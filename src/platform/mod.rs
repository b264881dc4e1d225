// Keyguard — Platform Module
//
// Injected capabilities standing in for the ambient OS security services:
// the credential store (`PlatformKeychain`) and the authentication
// subsystem (`AuthSubsystem`). The gate and the store only ever talk to
// these traits.

mod access;
mod auth;
mod error;
mod keychain;
mod keyring_store;
mod memory;
mod simulated;

pub use access::{from_auth_failure, AccessControl, AuthContext, Guard, KdfParams, DEFAULT_PROMPT};
pub use auth::{AuthFailure, AuthPolicy, AuthSubsystem, BiometryAvailability, EnrollmentStamp};
pub use error::KeychainError;
pub use keychain::{ItemQuery, NewItem, PlatformKeychain, UiMode};
pub use keyring_store::{KeyringKeychain, DEFAULT_KEYRING_SERVICE};
pub use memory::MemoryKeychain;
pub use simulated::{SimulatedAuthenticator, MAX_FAILED_BIOMETRIC_ATTEMPTS};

--------------------------------

• Directions for this task
All lines above should be output verbatim.

• Result for this task
filename src/platform/mod.rs
repository b264881dc4e1d225
// Keyguard — Platform Module
//
// Injected capabilities standing in for the ambient OS security services:
// the credential store (`PlatformKeychain`) and the authentication
// subsystem (`AuthSubsystem`). The gate and the store only ever talk to
// these traits.

mod access;
mod auth;
mod error;
mod keychain;
mod keyring_store;
mod memory;
mod simulated;

pub use access::{from_auth_failure, AccessControl, AuthContext, Guard, KdfParams, DEFAULT_PROMPT};
pub use auth::{AuthFailure, AuthPolicy, AuthSubsystem, BiometryAvailability, EnrollmentStamp};
pub use error::KeychainError;
pub use keychain::{ItemQuery, NewItem, PlatformKeychain, UiMode};
pub use keyring_store::{KeyringKeychain, DEFAULT_KEYRING_SERVICE};
pub use memory::MemoryKeychain;
pub use simulated::{SimulatedAuthenticator, MAX_FAILED_BIOMETRIC_ATTEMPTS};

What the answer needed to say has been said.